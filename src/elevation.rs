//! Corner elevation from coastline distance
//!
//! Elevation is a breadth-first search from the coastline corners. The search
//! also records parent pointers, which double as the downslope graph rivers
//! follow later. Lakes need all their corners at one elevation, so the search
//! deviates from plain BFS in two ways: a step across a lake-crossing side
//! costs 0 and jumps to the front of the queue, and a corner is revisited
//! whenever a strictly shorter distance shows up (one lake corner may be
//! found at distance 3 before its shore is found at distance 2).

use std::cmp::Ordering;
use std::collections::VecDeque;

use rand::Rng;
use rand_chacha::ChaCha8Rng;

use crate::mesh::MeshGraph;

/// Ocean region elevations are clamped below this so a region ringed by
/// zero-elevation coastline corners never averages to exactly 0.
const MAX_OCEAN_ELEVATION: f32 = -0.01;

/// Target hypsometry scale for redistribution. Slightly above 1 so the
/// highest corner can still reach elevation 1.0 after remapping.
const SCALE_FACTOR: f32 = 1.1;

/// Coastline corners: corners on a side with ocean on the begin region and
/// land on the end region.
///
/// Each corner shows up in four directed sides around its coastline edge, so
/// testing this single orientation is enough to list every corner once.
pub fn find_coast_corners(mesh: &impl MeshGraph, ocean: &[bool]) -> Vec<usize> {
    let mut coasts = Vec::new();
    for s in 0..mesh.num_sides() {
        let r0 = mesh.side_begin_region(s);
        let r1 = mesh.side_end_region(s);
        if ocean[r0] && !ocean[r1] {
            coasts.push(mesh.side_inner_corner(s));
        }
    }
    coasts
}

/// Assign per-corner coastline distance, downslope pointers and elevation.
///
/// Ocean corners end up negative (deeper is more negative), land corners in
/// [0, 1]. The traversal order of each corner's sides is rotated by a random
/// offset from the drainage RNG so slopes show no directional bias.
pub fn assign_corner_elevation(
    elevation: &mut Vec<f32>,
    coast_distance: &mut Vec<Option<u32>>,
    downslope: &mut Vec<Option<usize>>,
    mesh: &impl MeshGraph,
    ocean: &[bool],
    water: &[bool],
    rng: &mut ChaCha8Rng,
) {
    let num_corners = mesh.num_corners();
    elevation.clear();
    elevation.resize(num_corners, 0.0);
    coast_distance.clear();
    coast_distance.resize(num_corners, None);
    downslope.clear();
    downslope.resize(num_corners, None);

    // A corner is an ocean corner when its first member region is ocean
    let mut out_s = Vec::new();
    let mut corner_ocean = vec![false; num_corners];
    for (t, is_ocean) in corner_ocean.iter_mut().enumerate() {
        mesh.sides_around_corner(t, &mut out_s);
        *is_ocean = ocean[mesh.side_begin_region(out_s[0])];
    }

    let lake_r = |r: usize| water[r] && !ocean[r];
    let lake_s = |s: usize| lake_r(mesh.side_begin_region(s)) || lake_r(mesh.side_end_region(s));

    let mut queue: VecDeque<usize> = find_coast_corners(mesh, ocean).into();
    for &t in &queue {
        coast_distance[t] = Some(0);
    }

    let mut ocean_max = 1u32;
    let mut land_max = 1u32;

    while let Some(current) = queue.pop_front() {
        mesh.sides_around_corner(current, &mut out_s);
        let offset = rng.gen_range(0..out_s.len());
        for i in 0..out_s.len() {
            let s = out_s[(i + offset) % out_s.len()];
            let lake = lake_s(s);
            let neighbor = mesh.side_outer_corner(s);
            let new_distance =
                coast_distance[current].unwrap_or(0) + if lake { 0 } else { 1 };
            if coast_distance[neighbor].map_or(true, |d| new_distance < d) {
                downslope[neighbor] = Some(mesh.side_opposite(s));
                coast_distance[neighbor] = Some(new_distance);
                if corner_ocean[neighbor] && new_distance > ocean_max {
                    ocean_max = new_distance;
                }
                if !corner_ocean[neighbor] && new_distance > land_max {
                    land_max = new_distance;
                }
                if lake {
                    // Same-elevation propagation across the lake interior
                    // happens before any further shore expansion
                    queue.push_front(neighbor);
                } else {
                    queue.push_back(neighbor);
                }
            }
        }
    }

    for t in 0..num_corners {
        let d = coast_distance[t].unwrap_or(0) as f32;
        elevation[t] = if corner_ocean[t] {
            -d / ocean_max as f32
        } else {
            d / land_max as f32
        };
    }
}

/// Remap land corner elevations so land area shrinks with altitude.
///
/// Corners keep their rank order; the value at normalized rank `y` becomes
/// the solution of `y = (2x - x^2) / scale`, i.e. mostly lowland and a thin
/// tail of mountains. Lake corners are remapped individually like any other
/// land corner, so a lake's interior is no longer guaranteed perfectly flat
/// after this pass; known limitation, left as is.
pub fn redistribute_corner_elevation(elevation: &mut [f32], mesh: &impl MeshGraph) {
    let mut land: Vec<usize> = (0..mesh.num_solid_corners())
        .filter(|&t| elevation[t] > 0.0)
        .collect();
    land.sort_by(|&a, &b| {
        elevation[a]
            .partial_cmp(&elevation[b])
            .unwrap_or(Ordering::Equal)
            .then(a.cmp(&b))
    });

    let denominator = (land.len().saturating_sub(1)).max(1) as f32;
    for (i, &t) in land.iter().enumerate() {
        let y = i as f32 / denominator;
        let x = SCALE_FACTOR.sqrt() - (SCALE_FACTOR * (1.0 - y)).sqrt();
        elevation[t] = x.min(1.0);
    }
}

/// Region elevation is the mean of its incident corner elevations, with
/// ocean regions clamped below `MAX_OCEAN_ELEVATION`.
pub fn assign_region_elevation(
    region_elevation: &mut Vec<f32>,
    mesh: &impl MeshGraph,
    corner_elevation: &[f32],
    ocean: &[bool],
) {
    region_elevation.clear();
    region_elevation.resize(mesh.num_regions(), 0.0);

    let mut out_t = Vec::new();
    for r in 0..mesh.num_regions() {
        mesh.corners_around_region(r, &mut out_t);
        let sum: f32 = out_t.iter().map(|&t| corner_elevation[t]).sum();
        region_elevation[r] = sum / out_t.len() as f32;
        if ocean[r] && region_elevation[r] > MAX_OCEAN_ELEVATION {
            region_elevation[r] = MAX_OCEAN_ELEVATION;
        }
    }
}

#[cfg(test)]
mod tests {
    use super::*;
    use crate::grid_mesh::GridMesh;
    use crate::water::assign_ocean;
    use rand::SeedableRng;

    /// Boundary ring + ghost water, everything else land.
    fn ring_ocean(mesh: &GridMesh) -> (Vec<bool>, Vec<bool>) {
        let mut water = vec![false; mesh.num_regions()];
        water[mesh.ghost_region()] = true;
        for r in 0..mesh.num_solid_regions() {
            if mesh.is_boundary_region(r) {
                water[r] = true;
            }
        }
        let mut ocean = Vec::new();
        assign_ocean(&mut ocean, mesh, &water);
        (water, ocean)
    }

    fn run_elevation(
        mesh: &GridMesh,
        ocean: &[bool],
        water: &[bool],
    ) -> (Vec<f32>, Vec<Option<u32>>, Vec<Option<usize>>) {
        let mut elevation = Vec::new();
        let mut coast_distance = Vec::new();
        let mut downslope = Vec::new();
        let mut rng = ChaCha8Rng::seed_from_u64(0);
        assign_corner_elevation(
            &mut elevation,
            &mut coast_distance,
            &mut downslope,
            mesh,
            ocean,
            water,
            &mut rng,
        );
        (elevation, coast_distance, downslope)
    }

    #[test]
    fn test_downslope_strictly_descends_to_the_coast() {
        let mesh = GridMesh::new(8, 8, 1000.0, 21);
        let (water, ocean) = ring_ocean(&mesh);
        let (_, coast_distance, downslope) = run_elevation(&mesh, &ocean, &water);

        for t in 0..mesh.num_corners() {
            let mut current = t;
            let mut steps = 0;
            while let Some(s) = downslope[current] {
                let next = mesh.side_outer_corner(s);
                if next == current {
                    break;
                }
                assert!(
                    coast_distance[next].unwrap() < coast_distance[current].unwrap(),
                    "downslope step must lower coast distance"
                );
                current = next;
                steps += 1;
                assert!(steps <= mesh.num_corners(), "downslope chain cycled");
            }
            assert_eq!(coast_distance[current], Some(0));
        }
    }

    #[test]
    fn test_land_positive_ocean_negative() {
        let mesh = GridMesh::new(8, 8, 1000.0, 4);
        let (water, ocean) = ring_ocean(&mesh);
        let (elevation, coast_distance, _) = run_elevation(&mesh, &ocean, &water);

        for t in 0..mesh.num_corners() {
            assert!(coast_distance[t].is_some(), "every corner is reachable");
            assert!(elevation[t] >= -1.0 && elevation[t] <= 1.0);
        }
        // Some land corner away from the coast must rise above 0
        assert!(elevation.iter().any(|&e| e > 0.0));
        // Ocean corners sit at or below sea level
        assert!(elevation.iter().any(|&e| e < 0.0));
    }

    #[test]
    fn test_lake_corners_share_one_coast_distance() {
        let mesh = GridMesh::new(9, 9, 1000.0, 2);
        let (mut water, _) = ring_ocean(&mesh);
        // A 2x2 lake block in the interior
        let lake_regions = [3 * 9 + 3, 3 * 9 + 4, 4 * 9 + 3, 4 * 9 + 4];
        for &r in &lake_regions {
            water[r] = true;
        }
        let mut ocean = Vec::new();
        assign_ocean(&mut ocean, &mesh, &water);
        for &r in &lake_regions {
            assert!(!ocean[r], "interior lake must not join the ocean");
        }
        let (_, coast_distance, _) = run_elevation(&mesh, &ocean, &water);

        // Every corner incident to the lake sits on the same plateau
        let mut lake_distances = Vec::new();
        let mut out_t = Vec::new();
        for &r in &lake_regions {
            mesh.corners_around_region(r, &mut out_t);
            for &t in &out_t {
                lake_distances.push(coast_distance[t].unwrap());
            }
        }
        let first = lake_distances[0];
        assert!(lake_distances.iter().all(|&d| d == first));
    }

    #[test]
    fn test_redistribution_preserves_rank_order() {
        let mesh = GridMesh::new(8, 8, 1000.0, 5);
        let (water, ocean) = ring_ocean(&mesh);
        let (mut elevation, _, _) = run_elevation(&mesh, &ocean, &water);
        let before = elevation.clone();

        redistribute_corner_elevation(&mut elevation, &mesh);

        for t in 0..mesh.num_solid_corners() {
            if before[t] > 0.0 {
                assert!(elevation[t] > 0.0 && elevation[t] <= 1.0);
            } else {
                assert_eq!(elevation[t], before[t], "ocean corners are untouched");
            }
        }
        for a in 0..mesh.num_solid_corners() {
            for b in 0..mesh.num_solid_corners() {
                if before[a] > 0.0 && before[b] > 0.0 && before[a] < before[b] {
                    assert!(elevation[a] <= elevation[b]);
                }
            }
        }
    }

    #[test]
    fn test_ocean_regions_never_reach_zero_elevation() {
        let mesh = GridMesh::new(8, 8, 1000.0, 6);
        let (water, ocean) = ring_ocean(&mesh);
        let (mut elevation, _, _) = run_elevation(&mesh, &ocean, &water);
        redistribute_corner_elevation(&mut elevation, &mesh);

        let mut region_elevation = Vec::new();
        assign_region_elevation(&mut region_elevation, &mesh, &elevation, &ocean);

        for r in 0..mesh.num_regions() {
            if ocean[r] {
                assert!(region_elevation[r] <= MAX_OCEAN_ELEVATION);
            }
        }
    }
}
################
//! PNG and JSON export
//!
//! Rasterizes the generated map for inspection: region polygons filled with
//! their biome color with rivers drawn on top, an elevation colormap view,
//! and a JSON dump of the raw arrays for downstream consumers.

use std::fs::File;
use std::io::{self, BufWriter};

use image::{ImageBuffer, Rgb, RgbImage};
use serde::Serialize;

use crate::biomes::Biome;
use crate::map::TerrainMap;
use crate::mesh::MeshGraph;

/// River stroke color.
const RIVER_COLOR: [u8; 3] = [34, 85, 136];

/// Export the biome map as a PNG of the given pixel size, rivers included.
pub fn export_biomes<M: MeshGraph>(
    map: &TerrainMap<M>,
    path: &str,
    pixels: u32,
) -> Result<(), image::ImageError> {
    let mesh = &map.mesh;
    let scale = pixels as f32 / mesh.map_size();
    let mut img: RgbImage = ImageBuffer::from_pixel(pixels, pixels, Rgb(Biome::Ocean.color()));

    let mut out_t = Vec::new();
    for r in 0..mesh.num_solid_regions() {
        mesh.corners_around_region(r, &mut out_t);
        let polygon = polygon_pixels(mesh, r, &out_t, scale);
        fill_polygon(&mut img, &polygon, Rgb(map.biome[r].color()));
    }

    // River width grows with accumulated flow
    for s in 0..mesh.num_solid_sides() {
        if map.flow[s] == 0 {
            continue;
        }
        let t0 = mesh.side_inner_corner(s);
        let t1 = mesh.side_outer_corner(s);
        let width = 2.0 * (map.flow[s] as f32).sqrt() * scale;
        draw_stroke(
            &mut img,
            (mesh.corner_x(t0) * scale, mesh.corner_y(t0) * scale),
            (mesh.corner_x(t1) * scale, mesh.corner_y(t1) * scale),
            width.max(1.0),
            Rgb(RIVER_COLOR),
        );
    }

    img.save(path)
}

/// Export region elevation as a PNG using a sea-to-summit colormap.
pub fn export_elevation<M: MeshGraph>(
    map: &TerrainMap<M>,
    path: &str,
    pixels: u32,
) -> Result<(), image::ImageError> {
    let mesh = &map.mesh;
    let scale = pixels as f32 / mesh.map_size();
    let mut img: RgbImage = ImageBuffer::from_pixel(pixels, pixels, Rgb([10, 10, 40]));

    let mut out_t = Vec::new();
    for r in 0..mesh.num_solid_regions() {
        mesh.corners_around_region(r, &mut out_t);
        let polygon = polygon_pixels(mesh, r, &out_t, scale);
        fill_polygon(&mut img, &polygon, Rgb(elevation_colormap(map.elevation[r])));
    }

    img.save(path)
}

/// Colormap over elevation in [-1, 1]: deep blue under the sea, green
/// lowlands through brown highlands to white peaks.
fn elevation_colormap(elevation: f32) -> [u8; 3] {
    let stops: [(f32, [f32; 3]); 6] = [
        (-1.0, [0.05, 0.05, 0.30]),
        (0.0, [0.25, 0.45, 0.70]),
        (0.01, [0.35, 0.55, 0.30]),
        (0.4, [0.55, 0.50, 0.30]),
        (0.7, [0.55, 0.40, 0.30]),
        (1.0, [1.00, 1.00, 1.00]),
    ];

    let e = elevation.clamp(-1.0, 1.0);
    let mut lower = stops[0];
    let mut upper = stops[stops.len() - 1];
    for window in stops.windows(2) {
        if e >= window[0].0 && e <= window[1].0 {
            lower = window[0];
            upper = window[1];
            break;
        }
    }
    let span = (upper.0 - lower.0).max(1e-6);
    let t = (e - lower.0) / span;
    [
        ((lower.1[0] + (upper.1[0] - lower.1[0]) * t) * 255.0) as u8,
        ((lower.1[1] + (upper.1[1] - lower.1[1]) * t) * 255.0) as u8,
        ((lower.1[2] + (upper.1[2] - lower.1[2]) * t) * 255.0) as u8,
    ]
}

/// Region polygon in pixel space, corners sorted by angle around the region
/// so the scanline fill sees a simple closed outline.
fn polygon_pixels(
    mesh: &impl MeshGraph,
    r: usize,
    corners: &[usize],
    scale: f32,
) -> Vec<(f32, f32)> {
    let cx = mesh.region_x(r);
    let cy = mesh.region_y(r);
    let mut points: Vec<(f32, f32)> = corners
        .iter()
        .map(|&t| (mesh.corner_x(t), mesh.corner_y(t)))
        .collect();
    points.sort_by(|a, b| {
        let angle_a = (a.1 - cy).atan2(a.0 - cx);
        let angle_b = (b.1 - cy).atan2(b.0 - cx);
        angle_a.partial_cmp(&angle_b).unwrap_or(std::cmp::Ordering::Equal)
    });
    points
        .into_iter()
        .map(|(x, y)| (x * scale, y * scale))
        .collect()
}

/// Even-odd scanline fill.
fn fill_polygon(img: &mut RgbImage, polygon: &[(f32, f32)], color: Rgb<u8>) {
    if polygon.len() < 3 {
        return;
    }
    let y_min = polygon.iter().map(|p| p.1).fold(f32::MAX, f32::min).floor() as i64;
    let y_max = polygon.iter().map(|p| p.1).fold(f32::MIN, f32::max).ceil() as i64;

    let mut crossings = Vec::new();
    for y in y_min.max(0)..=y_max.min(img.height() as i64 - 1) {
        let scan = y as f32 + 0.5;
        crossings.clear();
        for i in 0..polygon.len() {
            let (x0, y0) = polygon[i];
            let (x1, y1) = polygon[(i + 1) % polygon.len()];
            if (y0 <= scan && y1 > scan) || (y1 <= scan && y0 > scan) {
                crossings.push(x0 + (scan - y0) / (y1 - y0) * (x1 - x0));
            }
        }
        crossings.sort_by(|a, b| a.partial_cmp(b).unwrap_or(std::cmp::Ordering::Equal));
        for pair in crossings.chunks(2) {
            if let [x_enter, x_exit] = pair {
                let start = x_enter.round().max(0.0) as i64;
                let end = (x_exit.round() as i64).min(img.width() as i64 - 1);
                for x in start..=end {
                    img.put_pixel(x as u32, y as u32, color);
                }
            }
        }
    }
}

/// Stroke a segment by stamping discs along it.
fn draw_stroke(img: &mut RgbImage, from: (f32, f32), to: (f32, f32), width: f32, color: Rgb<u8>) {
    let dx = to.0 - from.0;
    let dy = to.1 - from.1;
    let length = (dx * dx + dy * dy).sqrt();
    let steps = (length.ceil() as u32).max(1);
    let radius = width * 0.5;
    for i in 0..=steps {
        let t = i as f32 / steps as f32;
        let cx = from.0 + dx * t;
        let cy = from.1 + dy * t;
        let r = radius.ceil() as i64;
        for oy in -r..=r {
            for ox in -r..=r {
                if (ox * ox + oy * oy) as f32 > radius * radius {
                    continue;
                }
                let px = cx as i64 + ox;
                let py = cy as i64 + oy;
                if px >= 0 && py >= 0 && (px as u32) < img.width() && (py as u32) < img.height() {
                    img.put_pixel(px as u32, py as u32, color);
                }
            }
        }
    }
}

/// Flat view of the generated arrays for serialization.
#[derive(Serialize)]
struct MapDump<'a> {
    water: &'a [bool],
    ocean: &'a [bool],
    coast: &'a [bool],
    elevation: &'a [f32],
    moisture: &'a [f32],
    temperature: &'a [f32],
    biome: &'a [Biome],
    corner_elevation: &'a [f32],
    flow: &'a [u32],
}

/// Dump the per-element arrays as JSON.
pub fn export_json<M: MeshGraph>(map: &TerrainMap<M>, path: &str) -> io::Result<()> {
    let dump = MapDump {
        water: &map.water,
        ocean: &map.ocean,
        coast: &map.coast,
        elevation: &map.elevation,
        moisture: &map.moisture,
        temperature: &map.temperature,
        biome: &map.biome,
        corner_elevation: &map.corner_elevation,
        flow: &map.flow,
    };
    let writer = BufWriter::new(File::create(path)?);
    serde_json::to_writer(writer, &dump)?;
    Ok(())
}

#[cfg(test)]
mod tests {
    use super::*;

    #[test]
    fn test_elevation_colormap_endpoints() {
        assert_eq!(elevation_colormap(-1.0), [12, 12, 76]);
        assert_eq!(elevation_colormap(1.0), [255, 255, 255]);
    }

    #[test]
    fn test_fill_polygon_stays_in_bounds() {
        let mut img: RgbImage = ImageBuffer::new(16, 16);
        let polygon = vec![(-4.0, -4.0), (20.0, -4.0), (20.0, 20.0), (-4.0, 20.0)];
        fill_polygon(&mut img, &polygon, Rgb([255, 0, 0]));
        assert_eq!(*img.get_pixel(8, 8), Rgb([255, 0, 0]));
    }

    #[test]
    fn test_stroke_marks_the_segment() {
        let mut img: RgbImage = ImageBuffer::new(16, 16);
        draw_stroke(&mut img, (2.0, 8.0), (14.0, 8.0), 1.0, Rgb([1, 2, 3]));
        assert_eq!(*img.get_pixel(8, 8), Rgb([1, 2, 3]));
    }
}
################
ABOUT THIS TASK: Search the data above for the string "clamped". Report every line where it is found.

RESULT OF THIS EXERCISE:
/// Ocean region elevations are clamped below this so a region ringed by
/// ocean regions clamped below `MAX_OCEAN_ELEVATION`.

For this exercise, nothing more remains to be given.